**What to work on:** What is needed is an exact copy of every entry below.

Extracted material: Begin

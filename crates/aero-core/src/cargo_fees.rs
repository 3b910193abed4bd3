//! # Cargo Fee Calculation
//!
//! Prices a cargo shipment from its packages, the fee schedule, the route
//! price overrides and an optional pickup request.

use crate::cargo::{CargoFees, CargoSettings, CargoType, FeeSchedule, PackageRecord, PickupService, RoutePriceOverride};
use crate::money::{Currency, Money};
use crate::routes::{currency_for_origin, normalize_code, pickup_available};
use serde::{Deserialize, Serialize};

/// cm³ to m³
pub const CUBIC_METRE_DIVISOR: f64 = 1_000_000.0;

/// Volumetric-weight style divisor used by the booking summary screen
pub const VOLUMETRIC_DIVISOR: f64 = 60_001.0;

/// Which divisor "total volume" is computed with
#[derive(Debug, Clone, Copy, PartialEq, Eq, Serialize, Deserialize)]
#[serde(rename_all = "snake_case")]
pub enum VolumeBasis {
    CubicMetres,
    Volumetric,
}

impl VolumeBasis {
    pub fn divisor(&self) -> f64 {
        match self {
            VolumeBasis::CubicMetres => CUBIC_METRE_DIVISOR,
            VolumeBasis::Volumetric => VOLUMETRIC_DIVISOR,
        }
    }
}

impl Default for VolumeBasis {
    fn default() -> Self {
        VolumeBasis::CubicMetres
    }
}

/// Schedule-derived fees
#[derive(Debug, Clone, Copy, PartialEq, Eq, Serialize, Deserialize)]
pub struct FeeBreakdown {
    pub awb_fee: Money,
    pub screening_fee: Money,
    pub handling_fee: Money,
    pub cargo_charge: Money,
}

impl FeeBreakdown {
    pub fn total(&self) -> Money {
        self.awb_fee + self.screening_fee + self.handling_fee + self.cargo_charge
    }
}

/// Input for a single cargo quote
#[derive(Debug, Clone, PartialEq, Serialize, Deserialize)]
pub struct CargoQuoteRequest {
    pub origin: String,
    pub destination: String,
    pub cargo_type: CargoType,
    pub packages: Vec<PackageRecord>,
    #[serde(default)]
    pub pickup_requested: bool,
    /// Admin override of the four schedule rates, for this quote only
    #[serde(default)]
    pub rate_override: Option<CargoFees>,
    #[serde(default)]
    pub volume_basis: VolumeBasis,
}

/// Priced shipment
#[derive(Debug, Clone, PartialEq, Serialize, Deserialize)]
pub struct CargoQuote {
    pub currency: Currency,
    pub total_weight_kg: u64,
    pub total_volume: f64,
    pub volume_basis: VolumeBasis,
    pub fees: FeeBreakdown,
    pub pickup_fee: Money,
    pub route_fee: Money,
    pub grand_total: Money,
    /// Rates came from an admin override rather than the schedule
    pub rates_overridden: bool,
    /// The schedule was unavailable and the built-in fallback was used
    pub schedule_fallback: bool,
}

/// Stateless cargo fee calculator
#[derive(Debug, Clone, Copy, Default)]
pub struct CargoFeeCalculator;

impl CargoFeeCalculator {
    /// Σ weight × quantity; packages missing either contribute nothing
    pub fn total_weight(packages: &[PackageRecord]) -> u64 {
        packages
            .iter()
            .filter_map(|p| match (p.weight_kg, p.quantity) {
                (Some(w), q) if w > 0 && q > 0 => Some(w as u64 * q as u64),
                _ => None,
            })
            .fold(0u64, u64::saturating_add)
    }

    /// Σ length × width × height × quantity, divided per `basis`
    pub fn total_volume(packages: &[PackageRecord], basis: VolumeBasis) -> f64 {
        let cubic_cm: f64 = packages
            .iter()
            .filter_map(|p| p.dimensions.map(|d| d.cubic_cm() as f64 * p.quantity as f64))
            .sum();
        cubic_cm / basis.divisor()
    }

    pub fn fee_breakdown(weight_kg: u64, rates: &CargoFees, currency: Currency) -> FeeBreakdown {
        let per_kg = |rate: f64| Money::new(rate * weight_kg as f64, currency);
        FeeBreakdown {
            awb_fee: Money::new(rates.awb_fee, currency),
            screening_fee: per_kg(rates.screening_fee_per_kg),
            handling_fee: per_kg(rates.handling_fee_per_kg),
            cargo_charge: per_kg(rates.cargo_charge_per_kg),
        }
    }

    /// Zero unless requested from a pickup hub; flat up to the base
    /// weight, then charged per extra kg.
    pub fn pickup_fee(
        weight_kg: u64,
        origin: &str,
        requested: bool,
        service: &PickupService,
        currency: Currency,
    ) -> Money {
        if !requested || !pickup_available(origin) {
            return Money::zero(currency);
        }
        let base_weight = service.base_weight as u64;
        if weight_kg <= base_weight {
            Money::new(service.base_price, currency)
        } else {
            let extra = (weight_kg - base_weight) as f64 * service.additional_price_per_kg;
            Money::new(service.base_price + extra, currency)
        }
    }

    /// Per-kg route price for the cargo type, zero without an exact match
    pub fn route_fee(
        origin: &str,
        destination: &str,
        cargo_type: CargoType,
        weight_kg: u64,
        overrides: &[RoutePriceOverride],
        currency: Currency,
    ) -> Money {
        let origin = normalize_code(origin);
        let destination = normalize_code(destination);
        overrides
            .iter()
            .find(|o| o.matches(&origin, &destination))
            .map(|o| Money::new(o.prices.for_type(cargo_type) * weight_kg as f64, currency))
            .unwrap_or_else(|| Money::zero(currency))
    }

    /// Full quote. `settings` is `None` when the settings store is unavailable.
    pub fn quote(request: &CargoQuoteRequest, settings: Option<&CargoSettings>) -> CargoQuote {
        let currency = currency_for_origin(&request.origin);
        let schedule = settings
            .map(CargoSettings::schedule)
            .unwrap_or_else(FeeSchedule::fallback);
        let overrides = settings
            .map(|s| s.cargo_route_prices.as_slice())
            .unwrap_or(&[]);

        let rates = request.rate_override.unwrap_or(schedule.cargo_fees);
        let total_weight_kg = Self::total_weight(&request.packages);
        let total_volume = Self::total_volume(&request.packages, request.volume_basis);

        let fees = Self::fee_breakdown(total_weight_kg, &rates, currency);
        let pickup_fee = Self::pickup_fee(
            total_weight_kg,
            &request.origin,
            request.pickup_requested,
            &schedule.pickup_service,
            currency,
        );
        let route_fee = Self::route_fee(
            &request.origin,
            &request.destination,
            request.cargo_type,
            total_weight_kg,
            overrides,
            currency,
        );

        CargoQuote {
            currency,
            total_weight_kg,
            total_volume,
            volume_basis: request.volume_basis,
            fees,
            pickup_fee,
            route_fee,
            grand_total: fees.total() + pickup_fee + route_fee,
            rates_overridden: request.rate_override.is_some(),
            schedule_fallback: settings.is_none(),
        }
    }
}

Extracted material: End

**Exercise output:**
filename crates/aero-core/src/cargo_fees.rs
repository 3b910193abed4bd3
//! # Cargo Fee Calculation
//!
//! Prices a cargo shipment from its packages, the fee schedule, the route
//! price overrides and an optional pickup request.

use crate::cargo::{CargoFees, CargoSettings, CargoType, FeeSchedule, PackageRecord, PickupService, RoutePriceOverride};
use crate::money::{Currency, Money};
use crate::routes::{currency_for_origin, normalize_code, pickup_available};
use serde::{Deserialize, Serialize};

/// cm³ to m³
pub const CUBIC_METRE_DIVISOR: f64 = 1_000_000.0;

/// Volumetric-weight style divisor used by the booking summary screen
pub const VOLUMETRIC_DIVISOR: f64 = 60_001.0;

/// Which divisor "total volume" is computed with
#[derive(Debug, Clone, Copy, PartialEq, Eq, Serialize, Deserialize)]
#[serde(rename_all = "snake_case")]
pub enum VolumeBasis {
    CubicMetres,
    Volumetric,
}

impl VolumeBasis {
    pub fn divisor(&self) -> f64 {
        match self {
            VolumeBasis::CubicMetres => CUBIC_METRE_DIVISOR,
            VolumeBasis::Volumetric => VOLUMETRIC_DIVISOR,
        }
    }
}

impl Default for VolumeBasis {
    fn default() -> Self {
        VolumeBasis::CubicMetres
    }
}

/// Schedule-derived fees
#[derive(Debug, Clone, Copy, PartialEq, Eq, Serialize, Deserialize)]
pub struct FeeBreakdown {
    pub awb_fee: Money,
    pub screening_fee: Money,
    pub handling_fee: Money,
    pub cargo_charge: Money,
}

impl FeeBreakdown {
    pub fn total(&self) -> Money {
        self.awb_fee + self.screening_fee + self.handling_fee + self.cargo_charge
    }
}

/// Input for a single cargo quote
#[derive(Debug, Clone, PartialEq, Serialize, Deserialize)]
pub struct CargoQuoteRequest {
    pub origin: String,
    pub destination: String,
    pub cargo_type: CargoType,
    pub packages: Vec<PackageRecord>,
    #[serde(default)]
    pub pickup_requested: bool,
    /// Admin override of the four schedule rates, for this quote only
    #[serde(default)]
    pub rate_override: Option<CargoFees>,
    #[serde(default)]
    pub volume_basis: VolumeBasis,
}

/// Priced shipment
#[derive(Debug, Clone, PartialEq, Serialize, Deserialize)]
pub struct CargoQuote {
    pub currency: Currency,
    pub total_weight_kg: u64,
    pub total_volume: f64,
    pub volume_basis: VolumeBasis,
    pub fees: FeeBreakdown,
    pub pickup_fee: Money,
    pub route_fee: Money,
    pub grand_total: Money,
    /// Rates came from an admin override rather than the schedule
    pub rates_overridden: bool,
    /// The schedule was unavailable and the built-in fallback was used
    pub schedule_fallback: bool,
}

/// Stateless cargo fee calculator
#[derive(Debug, Clone, Copy, Default)]
pub struct CargoFeeCalculator;

impl CargoFeeCalculator {
    /// Σ weight × quantity; packages missing either contribute nothing
    pub fn total_weight(packages: &[PackageRecord]) -> u64 {
        packages
            .iter()
            .filter_map(|p| match (p.weight_kg, p.quantity) {
                (Some(w), q) if w > 0 && q > 0 => Some(w as u64 * q as u64),
                _ => None,
            })
            .fold(0u64, u64::saturating_add)
    }

    /// Σ length × width × height × quantity, divided per `basis`
    pub fn total_volume(packages: &[PackageRecord], basis: VolumeBasis) -> f64 {
        let cubic_cm: f64 = packages
            .iter()
            .filter_map(|p| p.dimensions.map(|d| d.cubic_cm() as f64 * p.quantity as f64))
            .sum();
        cubic_cm / basis.divisor()
    }

    pub fn fee_breakdown(weight_kg: u64, rates: &CargoFees, currency: Currency) -> FeeBreakdown {
        let per_kg = |rate: f64| Money::new(rate * weight_kg as f64, currency);
        FeeBreakdown {
            awb_fee: Money::new(rates.awb_fee, currency),
            screening_fee: per_kg(rates.screening_fee_per_kg),
            handling_fee: per_kg(rates.handling_fee_per_kg),
            cargo_charge: per_kg(rates.cargo_charge_per_kg),
        }
    }

    /// Zero unless requested from a pickup hub; flat up to the base
    /// weight, then charged per extra kg.
    pub fn pickup_fee(
        weight_kg: u64,
        origin: &str,
        requested: bool,
        service: &PickupService,
        currency: Currency,
    ) -> Money {
        if !requested || !pickup_available(origin) {
            return Money::zero(currency);
        }
        let base_weight = service.base_weight as u64;
        if weight_kg <= base_weight {
            Money::new(service.base_price, currency)
        } else {
            let extra = (weight_kg - base_weight) as f64 * service.additional_price_per_kg;
            Money::new(service.base_price + extra, currency)
        }
    }

    /// Per-kg route price for the cargo type, zero without an exact match
    pub fn route_fee(
        origin: &str,
        destination: &str,
        cargo_type: CargoType,
        weight_kg: u64,
        overrides: &[RoutePriceOverride],
        currency: Currency,
    ) -> Money {
        let origin = normalize_code(origin);
        let destination = normalize_code(destination);
        overrides
            .iter()
            .find(|o| o.matches(&origin, &destination))
            .map(|o| Money::new(o.prices.for_type(cargo_type) * weight_kg as f64, currency))
            .unwrap_or_else(|| Money::zero(currency))
    }

    /// Full quote. `settings` is `None` when the settings store is unavailable.
    pub fn quote(request: &CargoQuoteRequest, settings: Option<&CargoSettings>) -> CargoQuote {
        let currency = currency_for_origin(&request.origin);
        let schedule = settings
            .map(CargoSettings::schedule)
            .unwrap_or_else(FeeSchedule::fallback);
        let overrides = settings
            .map(|s| s.cargo_route_prices.as_slice())
            .unwrap_or(&[]);

        let rates = request.rate_override.unwrap_or(schedule.cargo_fees);
        let total_weight_kg = Self::total_weight(&request.packages);
        let total_volume = Self::total_volume(&request.packages, request.volume_basis);

        let fees = Self::fee_breakdown(total_weight_kg, &rates, currency);
        let pickup_fee = Self::pickup_fee(
            total_weight_kg,
            &request.origin,
            request.pickup_requested,
            &schedule.pickup_service,
            currency,
        );
        let route_fee = Self::route_fee(
            &request.origin,
            &request.destination,
            request.cargo_type,
            total_weight_kg,
            overrides,
            currency,
        );

        CargoQuote {
            currency,
            total_weight_kg,
            total_volume,
            volume_basis: request.volume_basis,
            fees,
            pickup_fee,
            route_fee,
            grand_total: fees.total() + pickup_fee + route_fee,
            rates_overridden: request.rate_override.is_some(),
            schedule_fallback: settings.is_none(),
        }
    }
}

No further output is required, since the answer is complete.